NOTE: On some systems, you can include all modules the following command where ~/modules is the text file for the modules you need. This might not work on machines like mine:
# ls /usr/lib/grub/x86_64-efi/*.mod | cut -d/ -f6 | cut -d. -f1 | tr '\n' ' ' > ~/modules
On my machine, including all modules does not work for me, but the following modules:
part_gpt part_msdos fat ext2 hfs hfsplus chain boot configfile normal minicmd linuxefi reboot halt search gfxterm gfxmenu efi_gop efi_uga all_video loadbios gzio echo true loadenv bitmap_scale font cat help ls png jpeg tga test
2. Creating grub image
Grub2 EFI image can be created using
grub2-mkimage, some machine might use
grub-mkimage, it’s the same thing:
# grub2-mkimage -p /boot/efi/EFI/fedora -o /boot/efi/EFI/fedora/grubx64.efi `cat ~/modules`
This command will create a grub image in
/boot/efi/EFI/fedora/grubx64.efi and will look in directory
/boot/efi/EFI/fedora/ directory for config file, options are explained as follows:
-p /boot/efi/EFI/fedora: This option will ask grub to look for the config file on /boot/efi/EFI/fedora directory
-o /boot/efi/EFI/fedora/grubx64.efi: This option will create the image as grubx64.efi in /boot/efi/EFI/fedora directory
`cat ~/modules`: This will print all modules listed in the text file ~/modules for grub2-mkimage to process, you can change this to the text file you store your modules
This configuration also assume that your efi images are stored in
/boot/efi/EFI/fedora directory, it is a requirement to create an HFS partition and mount it in
/boot/efi for my macbook to boot, if you use a different directory under /boot/efi/EFI, change it, e.g.
/boot/ef/EFI/redhat if it is stored in
It is best to create a config file in your
/boot/efi/EFI/fedora directory if it is not present, by issuing
# grub2-mkconfig -o /boot/efi/EFI/fedora/grub.cfg
This will create a config file in
/boot/efi/EFI/fedora/grub.cfg, you may have to adjust the output file path if you specify a different path to grub2-mkimage’s -p option.
3. Blessing grubx64.efi image for pure EFI boot
If you are using reFit or reFind, you can avoid this step as it will find your grub image dynamically, but if you want a pure EFI boot, you have to bless it using Mac OSX’s
bless command.
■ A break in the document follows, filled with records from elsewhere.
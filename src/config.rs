//! Runtime configuration.
//!
//! Loaded from an optional JSON file; every field has a default so a bare
//! `factfetch fetch --sources funds.json --base-url https://...` works.

use crate::jurisdiction::JurisdictionRules;
use anyhow::{Context, Result};
use serde::{Deserialize, Serialize};
use std::path::{Path, PathBuf};

/// Full configuration for one fetch run.
#[derive(Debug, Clone, Serialize, Deserialize)]
#[serde(default)]
pub struct FetchConfig {
    /// Entry URL of the gated fund site.
    pub base_url: String,
    /// Jurisdiction rules: supported set, default substitute, fallbacks.
    pub jurisdiction: JurisdictionRules,
    /// Attempts per security before it is abandoned (reload between them).
    pub max_retries: u32,
    /// Bound on the network-idle wait inside result resolution.
    pub network_idle_timeout_ms: u64,
    /// Bound on element-appearance waits (consent banner, pickers, search).
    pub short_wait_timeout_ms: u64,
    /// Bound on one PDF download request.
    pub download_timeout_ms: u64,
    /// Reload attempts inside the network-idle wait before degrading to
    /// "no result".
    pub idle_reload_attempts: u32,
    /// When true, a result row flagged "not available to this investor"
    /// ends the candidate loop instead of trying further jurisdictions.
    pub stop_on_access_denied: bool,
    /// Directory downloaded PDFs are written to.
    pub download_dir: PathBuf,
    /// SQLite database holding document records.
    pub db_path: PathBuf,
    /// Append-only run log.
    pub log_path: PathBuf,
}

impl Default for FetchConfig {
    fn default() -> Self {
        Self {
            base_url: String::new(),
            jurisdiction: JurisdictionRules::default(),
            max_retries: 2,
            network_idle_timeout_ms: 10_000,
            short_wait_timeout_ms: 5_000,
            download_timeout_ms: 30_000,
            idle_reload_attempts: 2,
            stop_on_access_denied: false,
            download_dir: PathBuf::from("."),
            db_path: PathBuf::from("factsheets.db"),
            log_path: PathBuf::from("factfetch.log"),
        }
    }
}

impl FetchConfig {
    /// Load configuration from a JSON file.
    pub fn load(path: &Path) -> Result<Self> {
        let raw = std::fs::read_to_string(path)
            .with_context(|| format!("failed to read config: {}", path.display()))?;
        serde_json::from_str(&raw)
            .with_context(|| format!("invalid config: {}", path.display()))
    }
}

#[cfg(test)]
mod tests {
    use super::*;

    #[test]
    fn test_defaults() {
        let cfg = FetchConfig::default();
        assert_eq!(cfg.max_retries, 2);
        assert_eq!(cfg.idle_reload_attempts, 2);
        assert_eq!(cfg.download_timeout_ms, 30_000);
        assert!(!cfg.stop_on_access_denied);
        assert_eq!(cfg.jurisdiction.default_country, "GB");
    }

    #[test]
    fn test_partial_file_keeps_defaults() {
        let parsed: FetchConfig = serde_json::from_str(
            r#"{"base_url": "https://funds.example", "max_retries": 3}"#,
        )
        .unwrap();
        assert_eq!(parsed.base_url, "https://funds.example");
        assert_eq!(parsed.max_retries, 3);
        assert_eq!(parsed.network_idle_timeout_ms, 10_000);
        assert_eq!(parsed.download_timeout_ms, 30_000);
        assert_eq!(
            parsed.jurisdiction.fallback_sequence,
            ["GB", "LU", "DE", "CH"]
        );
    }
}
You can either boot into recovery mode or Mac OSX to use this command (it is possible to bless it in your Linux machine by installing certain package, use
yum provides bless on Fedora to search for the package that provides the
bless command, but I have not personally tested it yet). Personally, I prefer to boot into recovery of Mac OSX Lion to use the bless command because it is much faster.
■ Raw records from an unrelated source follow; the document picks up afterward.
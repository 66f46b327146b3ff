//! Acquisition orchestrator.
//!
//! Drives one site session through the jurisdiction/search/result protocol
//! for an ordered list of securities. Jurisdiction state is reused across
//! consecutive securities so an unchanged country never pays a second
//! profile-selection round trip; a timeout anywhere in a security's
//! procedure reloads the page and reruns that security from the top, up to
//! the retry budget. One security's failure never aborts the batch.

pub mod retry;

use crate::config::FetchConfig;
use crate::model::{AcquisitionOutcome, JurisdictionProfile, RunSummary, Security};
use crate::runlog::EventLog;
use crate::session::{ResultProbe, SessionError, SitePort};
use crate::sink::DocumentSink;
use anyhow::{Context, Result};
use async_trait::async_trait;
use self::retry::{RetryError, RetryPolicy, RetryableOp};

/// Orchestrates the whole batch over one exclusive site session.
pub struct Orchestrator {
    port: Box<dyn SitePort>,
    sink: Box<dyn DocumentSink>,
    log: Box<dyn EventLog>,
    cfg: FetchConfig,
    /// The jurisdiction profile currently live on the site session.
    applied: Option<JurisdictionProfile>,
    processed: usize,
}

impl Orchestrator {
    pub fn new(
        port: Box<dyn SitePort>,
        sink: Box<dyn DocumentSink>,
        log: Box<dyn EventLog>,
        cfg: FetchConfig,
    ) -> Self {
        Self {
            port,
            sink,
            log,
            cfg,
            applied: None,
            processed: 0,
        }
    }

    /// Process every security strictly in input order, then release the
    /// session. The session is closed on the error path too; only failure
    /// to open it at all is batch-fatal.
    pub async fn run(mut self, securities: &[Security]) -> Result<RunSummary> {
        let opened = self.open_session().await;

        let outcome = match opened {
            Ok(()) => Ok(self.run_batch(securities).await),
            Err(e) => Err(e),
        };

        if let Err(e) = self.port.close().await {
            tracing::warn!("session close failed: {e}");
        }

        outcome
    }

    async fn open_session(&mut self) -> Result<()> {
        self.port
            .open(&self.cfg.base_url)
            .await
            .with_context(|| format!("failed to open site session at {}", self.cfg.base_url))?;
        self.port
            .dismiss_consent_if_present()
            .await
            .context("failed handling the consent banner")?;
        Ok(())
    }

    async fn run_batch(&mut self, securities: &[Security]) -> RunSummary {
        let mut summary = RunSummary::default();

        for security in securities {
            self.processed += 1;
            println!(
                "{}/{} - {} - {}",
                self.processed,
                securities.len(),
                security.isin,
                security.name
            );

            match self.process_security(security).await {
                SecurityResult::Stored => summary.stored += 1,
                SecurityResult::Exhausted => summary.exhausted += 1,
                SecurityResult::Abandoned => summary.abandoned += 1,
            }
        }

        summary
    }

    async fn process_security(&mut self, security: &Security) -> SecurityResult {
        let candidates = self.cfg.jurisdiction.candidate_sequence(&security.isin);
        let policy = RetryPolicy::new(self.cfg.max_retries);

        let mut op = AcquisitionAttempt {
            port: self.port.as_mut(),
            applied: &mut self.applied,
            candidates: &candidates,
            isin: &security.isin,
            stop_on_access_denied: self.cfg.stop_on_access_denied,
        };

        match policy.run(&mut op).await {
            Ok(AcquisitionOutcome::Resolved(link)) => {
                tracing::info!("resolved link for {}: {}", security.isin, link);
                match self.sink.deliver(&link, security).await {
                    Ok(filename) => {
                        println!("Saved '{filename}' for {}.", security.isin);
                        SecurityResult::Stored
                    }
                    Err(e) => {
                        // The link resolved, so other jurisdictions are not
                        // retried; the security counts as exhausted for
                        // this run.
                        self.log.log(&format!(
                            "Delivery failed for ISIN {}: {e}",
                            security.isin
                        ));
                        SecurityResult::Exhausted
                    }
                }
            }
            Ok(AcquisitionOutcome::Exhausted) => {
                self.log.log(&format!(
                    "No PDF found after trying all fallback countries for ISIN {}, skipping...",
                    security.isin
                ));
                SecurityResult::Exhausted
            }
            Err(RetryError::Exhausted { attempts }) => {
                self.log.log(&format!(
                    "Max retries ({attempts}) reached for ISIN {}.",
                    security.isin
                ));
                SecurityResult::Abandoned
            }
            Err(RetryError::Fatal(e)) => {
                self.log.log(&format!(
                    "Session failure for ISIN {}: {e}",
                    security.isin
                ));
                SecurityResult::Abandoned
            }
        }
    }
}

enum SecurityResult {
    Stored,
    Exhausted,
    Abandoned,
}

/// One full pass over the candidate jurisdictions for one security —
/// the unit the retry policy reruns after a reload.
struct AcquisitionAttempt<'a> {
    port: &'a mut dyn SitePort,
    applied: &'a mut Option<JurisdictionProfile>,
    candidates: &'a [String],
    isin: &'a str,
    stop_on_access_denied: bool,
}

#[async_trait]
impl RetryableOp for AcquisitionAttempt<'_> {
    type Output = AcquisitionOutcome;

    async fn attempt(&mut self) -> Result<AcquisitionOutcome, SessionError> {
        for code in self.candidates {
            // Selecting a jurisdiction invalidates the prior terms
            // acceptance, so select and accept always travel together —
            // and both are skipped when the profile is already live.
            let already_applied = self
                .applied
                .as_ref()
                .is_some_and(|p| p.country_code == *code);

            if !already_applied {
                let profile = JurisdictionProfile::professional(code.clone());
                self.port.select_jurisdiction(&profile).await?;
                self.port.accept_terms().await?;
                *self.applied = Some(profile);
            }

            self.port.search(self.isin).await?;

            match self.port.resolve_result_link().await? {
                ResultProbe::Document(url) => {
                    return Ok(AcquisitionOutcome::Resolved(url));
                }
                ResultProbe::NoResult => {
                    tracing::debug!("no document for {} under {}", self.isin, code);
                }
                ResultProbe::AccessDenied => {
                    tracing::debug!(
                        "document for {} restricted under {} profile",
                        self.isin,
                        code
                    );
                    if self.stop_on_access_denied {
                        return Ok(AcquisitionOutcome::Exhausted);
                    }
                }
            }
        }

        Ok(AcquisitionOutcome::Exhausted)
    }

    async fn recover(&mut self) -> Result<(), SessionError> {
        self.port.reload().await
    }
}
Once booted, you have to search for the full path of your grub image (grubx64.efi), on my system, it is in /Volumes/EFI_Boot/EFI/, and issue the following command:
$ sudo bless --folder /Volumes/EFI_Boot/EFI/fedora --file /Volumes/EFI_Boot/EFI/fedora/grubx64.efi
Once done, you can reboot your machine and hold option/alt key to find that your grub image is listed.